__DATA FOR THIS EXERCISE__:

Start of Block

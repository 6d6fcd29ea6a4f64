//! Core SMTP types.

mod extension;
mod reply;

pub use extension::{AuthMechanism, Extension};
pub use reply::{Reply, ReplyCode, ReplyLine};
//! SMTP response parser.

use std::time::Duration;

use crate::connection::Transport;
use crate::error::{Error, Result};
use crate::types::{Reply, ReplyCode, ReplyLine};

/// Parses one reply line.
///
/// The line is `NNN`, optionally followed by a separator (`-` for a
/// continuation, space for the final line) and text. A trailing CRLF or LF
/// is ignored.
///
/// # Errors
///
/// Returns [`Error::Protocol`] if the line does not start with a
/// three-digit code.
pub fn parse_reply_line(line: &str) -> Result<ReplyLine> {
    let line = line.trim_end_matches(['\r', '\n']);
    let bytes = line.as_bytes();
    if bytes.len() < 3 || !bytes[..3].iter().all(u8::is_ascii_digit) {
        return Err(Error::protocol(None, format!("Malformed reply line: {line}")));
    }

    let code = ReplyCode::new(
        line[..3]
            .parse()
            .map_err(|_| Error::protocol(None, format!("Invalid reply code: {line}")))?,
    );
    let (continues, text) = match bytes.get(3) {
        Some(b'-') => (true, &line[4..]),
        Some(b' ') => (false, &line[4..]),
        Some(_) => (false, &line[3..]),
        None => (false, ""),
    };

    Ok(ReplyLine {
        code,
        continues,
        text: text.to_string(),
    })
}

/// Parses an SMTP reply from response lines.
///
/// SMTP replies can be single-line or multi-line:
/// - Single: `250 OK\r\n`
/// - Multi: `250-First line\r\n250-Second line\r\n250 Last line\r\n`
///
/// The code of the final line is the reply code.
///
/// # Errors
///
/// Returns an error if the reply is empty or a line is malformed.
pub fn parse_reply(lines: &[String]) -> Result<Reply> {
    let mut code = None;
    let mut message = Vec::with_capacity(lines.len());
    for line in lines {
        let parsed = parse_reply_line(line)?;
        code = Some(parsed.code);
        message.push(parsed.text);
    }

    let code = code.ok_or_else(|| Error::protocol(None, "Empty reply"))?;
    let raw = lines
        .iter()
        .map(|l| l.trim_end_matches(['\r', '\n']).to_string())
        .collect();
    Ok(Reply::new(code, message, raw))
}

/// Checks if a line is the last line of a multi-line reply.
///
/// Multi-line replies use `-` separator for continuation and ` ` for the last line.
#[must_use]
pub fn is_last_reply_line(line: &str) -> bool {
    line.len() >= 4 && line.as_bytes()[3] == b' '
}

/// Reads one complete reply and checks its code against `accepted`.
///
/// Continuation lines are read until the final line, whose code decides the
/// outcome. Each read is bounded by `timeout`.
///
/// # Errors
///
/// Returns [`Error::Protocol`] carrying the text of every line joined by
/// spaces if the code is not accepted or a line is malformed, and passes
/// through transport errors ([`Error::Timeout`], [`Error::Io`]).
pub fn expect(transport: &mut Transport, accepted: &[ReplyCode], timeout: Duration) -> Result<Reply> {
    let mut raw = Vec::new();
    let mut message = Vec::new();

    let code = loop {
        let line = transport.receive_line(timeout)?;
        let parsed = match parse_reply_line(&line) {
            Ok(parsed) => parsed,
            Err(_) => {
                message.push(line.trim_end().to_string());
                return Err(Error::protocol(None, message.join(" ")));
            }
        };
        raw.push(line.trim_end_matches(['\r', '\n']).to_string());
        message.push(parsed.text);
        if !parsed.continues {
            break parsed.code;
        }
    };

    tracing::debug!(code = code.as_u16(), "reply");
    if accepted.contains(&code) {
        Ok(Reply::new(code, message, raw))
    } else {
        Err(Error::protocol(Some(code.as_u16()), message.join(" ")))
    }
}

#[cfg(test)]
#[allow(clippy::unwrap_used, clippy::redundant_clone, clippy::manual_string_new, clippy::needless_collect, clippy::unreadable_literal, clippy::used_underscore_items, clippy::similar_names)]
mod tests {
    use super::*;

    #[test]
    fn test_parse_reply_line() {
        let line = parse_reply_line("250-mx.example.com\r\n").unwrap();
        assert_eq!(line.code, ReplyCode::OK);
        assert!(line.continues);
        assert_eq!(line.text, "mx.example.com");

        let line = parse_reply_line("354 Go ahead\n").unwrap();
        assert_eq!(line.code, ReplyCode::START_DATA);
        assert!(!line.continues);
        assert_eq!(line.text, "Go ahead");
    }

    #[test]
    fn test_parse_reply_line_bare_code() {
        let line = parse_reply_line("250\r\n").unwrap();
        assert_eq!(line.code, ReplyCode::OK);
        assert!(!line.continues);
        assert_eq!(line.text, "");
    }

    #[test]
    fn test_parse_reply_line_malformed() {
        assert!(parse_reply_line("").is_err());
        assert!(parse_reply_line("25").is_err());
        assert!(parse_reply_line("ABC OK").is_err());
        assert!(parse_reply_line("2é0 OK").is_err());
    }

    #[test]
    fn test_parse_single_line_reply() {
        let lines = vec!["250 OK".to_string()];
        let reply = parse_reply(&lines).unwrap();
        assert_eq!(reply.code.as_u16(), 250);
        assert_eq!(reply.message, vec!["OK"]);
        assert_eq!(reply.raw, vec!["250 OK"]);
        assert!(reply.is_success());
    }

    #[test]
    fn test_parse_multi_line_reply() {
        let lines = vec![
            "250-First line".to_string(),
            "250-Second line".to_string(),
            "250 Last line".to_string(),
        ];
        let reply = parse_reply(&lines).unwrap();
        assert_eq!(reply.code.as_u16(), 250);
        assert_eq!(
            reply.message,
            vec!["First line", "Second line", "Last line"]
        );
        assert_eq!(reply.last_line(), "Last line");
    }

    #[test]
    fn test_parse_greeting() {
        let lines = vec!["220 smtp.example.com ESMTP ready\r\n".to_string()];
        let reply = parse_reply(&lines).unwrap();
        assert_eq!(reply.code.as_u16(), 220);
        assert_eq!(reply.message, vec!["smtp.example.com ESMTP ready"]);
    }

    #[test]
    fn test_is_last_reply_line() {
        assert!(is_last_reply_line("250 OK"));
        assert!(!is_last_reply_line("250-Continuing"));
        assert!(!is_last_reply_line("250"));
    }

    #[test]
    fn test_parse_error_empty() {
        assert!(parse_reply(&[]).is_err());
    }

    #[test]
    fn test_parse_error_invalid_code() {
        let lines = vec!["ABC OK".to_string()];
        assert!(parse_reply(&lines).is_err());
    }
}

End of Block

__WORK REQUEST__: Return a faithful copy of all the records above.

__ANSWER FOR THIS EXERCISE__:
repository 6d6fcd29ea6a4f64
//! Core SMTP types.

mod extension;
mod reply;

pub use extension::{AuthMechanism, Extension};
pub use reply::{Reply, ReplyCode, ReplyLine};
//! SMTP response parser.

use std::time::Duration;

use crate::connection::Transport;
use crate::error::{Error, Result};
use crate::types::{Reply, ReplyCode, ReplyLine};

/// Parses one reply line.
///
/// The line is `NNN`, optionally followed by a separator (`-` for a
/// continuation, space for the final line) and text. A trailing CRLF or LF
/// is ignored.
///
/// # Errors
///
/// Returns [`Error::Protocol`] if the line does not start with a
/// three-digit code.
pub fn parse_reply_line(line: &str) -> Result<ReplyLine> {
    let line = line.trim_end_matches(['\r', '\n']);
    let bytes = line.as_bytes();
    if bytes.len() < 3 || !bytes[..3].iter().all(u8::is_ascii_digit) {
        return Err(Error::protocol(None, format!("Malformed reply line: {line}")));
    }

    let code = ReplyCode::new(
        line[..3]
            .parse()
            .map_err(|_| Error::protocol(None, format!("Invalid reply code: {line}")))?,
    );
    let (continues, text) = match bytes.get(3) {
        Some(b'-') => (true, &line[4..]),
        Some(b' ') => (false, &line[4..]),
        Some(_) => (false, &line[3..]),
        None => (false, ""),
    };

    Ok(ReplyLine {
        code,
        continues,
        text: text.to_string(),
    })
}

/// Parses an SMTP reply from response lines.
///
/// SMTP replies can be single-line or multi-line:
/// - Single: `250 OK\r\n`
/// - Multi: `250-First line\r\n250-Second line\r\n250 Last line\r\n`
///
/// The code of the final line is the reply code.
///
/// # Errors
///
/// Returns an error if the reply is empty or a line is malformed.
pub fn parse_reply(lines: &[String]) -> Result<Reply> {
    let mut code = None;
    let mut message = Vec::with_capacity(lines.len());
    for line in lines {
        let parsed = parse_reply_line(line)?;
        code = Some(parsed.code);
        message.push(parsed.text);
    }

    let code = code.ok_or_else(|| Error::protocol(None, "Empty reply"))?;
    let raw = lines
        .iter()
        .map(|l| l.trim_end_matches(['\r', '\n']).to_string())
        .collect();
    Ok(Reply::new(code, message, raw))
}

/// Checks if a line is the last line of a multi-line reply.
///
/// Multi-line replies use `-` separator for continuation and ` ` for the last line.
#[must_use]
pub fn is_last_reply_line(line: &str) -> bool {
    line.len() >= 4 && line.as_bytes()[3] == b' '
}

/// Reads one complete reply and checks its code against `accepted`.
///
/// Continuation lines are read until the final line, whose code decides the
/// outcome. Each read is bounded by `timeout`.
///
/// # Errors
///
/// Returns [`Error::Protocol`] carrying the text of every line joined by
/// spaces if the code is not accepted or a line is malformed, and passes
/// through transport errors ([`Error::Timeout`], [`Error::Io`]).
pub fn expect(transport: &mut Transport, accepted: &[ReplyCode], timeout: Duration) -> Result<Reply> {
    let mut raw = Vec::new();
    let mut message = Vec::new();

    let code = loop {
        let line = transport.receive_line(timeout)?;
        let parsed = match parse_reply_line(&line) {
            Ok(parsed) => parsed,
            Err(_) => {
                message.push(line.trim_end().to_string());
                return Err(Error::protocol(None, message.join(" ")));
            }
        };
        raw.push(line.trim_end_matches(['\r', '\n']).to_string());
        message.push(parsed.text);
        if !parsed.continues {
            break parsed.code;
        }
    };

    tracing::debug!(code = code.as_u16(), "reply");
    if accepted.contains(&code) {
        Ok(Reply::new(code, message, raw))
    } else {
        Err(Error::protocol(Some(code.as_u16()), message.join(" ")))
    }
}

#[cfg(test)]
#[allow(clippy::unwrap_used, clippy::redundant_clone, clippy::manual_string_new, clippy::needless_collect, clippy::unreadable_literal, clippy::used_underscore_items, clippy::similar_names)]
mod tests {
    use super::*;

    #[test]
    fn test_parse_reply_line() {
        let line = parse_reply_line("250-mx.example.com\r\n").unwrap();
        assert_eq!(line.code, ReplyCode::OK);
        assert!(line.continues);
        assert_eq!(line.text, "mx.example.com");

        let line = parse_reply_line("354 Go ahead\n").unwrap();
        assert_eq!(line.code, ReplyCode::START_DATA);
        assert!(!line.continues);
        assert_eq!(line.text, "Go ahead");
    }

    #[test]
    fn test_parse_reply_line_bare_code() {
        let line = parse_reply_line("250\r\n").unwrap();
        assert_eq!(line.code, ReplyCode::OK);
        assert!(!line.continues);
        assert_eq!(line.text, "");
    }

    #[test]
    fn test_parse_reply_line_malformed() {
        assert!(parse_reply_line("").is_err());
        assert!(parse_reply_line("25").is_err());
        assert!(parse_reply_line("ABC OK").is_err());
        assert!(parse_reply_line("2é0 OK").is_err());
    }

    #[test]
    fn test_parse_single_line_reply() {
        let lines = vec!["250 OK".to_string()];
        let reply = parse_reply(&lines).unwrap();
        assert_eq!(reply.code.as_u16(), 250);
        assert_eq!(reply.message, vec!["OK"]);
        assert_eq!(reply.raw, vec!["250 OK"]);
        assert!(reply.is_success());
    }

    #[test]
    fn test_parse_multi_line_reply() {
        let lines = vec![
            "250-First line".to_string(),
            "250-Second line".to_string(),
            "250 Last line".to_string(),
        ];
        let reply = parse_reply(&lines).unwrap();
        assert_eq!(reply.code.as_u16(), 250);
        assert_eq!(
            reply.message,
            vec!["First line", "Second line", "Last line"]
        );
        assert_eq!(reply.last_line(), "Last line");
    }

    #[test]
    fn test_parse_greeting() {
        let lines = vec!["220 smtp.example.com ESMTP ready\r\n".to_string()];
        let reply = parse_reply(&lines).unwrap();
        assert_eq!(reply.code.as_u16(), 220);
        assert_eq!(reply.message, vec!["smtp.example.com ESMTP ready"]);
    }

    #[test]
    fn test_is_last_reply_line() {
        assert!(is_last_reply_line("250 OK"));
        assert!(!is_last_reply_line("250-Continuing"));
        assert!(!is_last_reply_line("250"));
    }

    #[test]
    fn test_parse_error_empty() {
        assert!(parse_reply(&[]).is_err());
    }

    #[test]
    fn test_parse_error_invalid_code() {
        let lines = vec!["ABC OK".to_string()];
        assert!(parse_reply(&lines).is_err());
    }
}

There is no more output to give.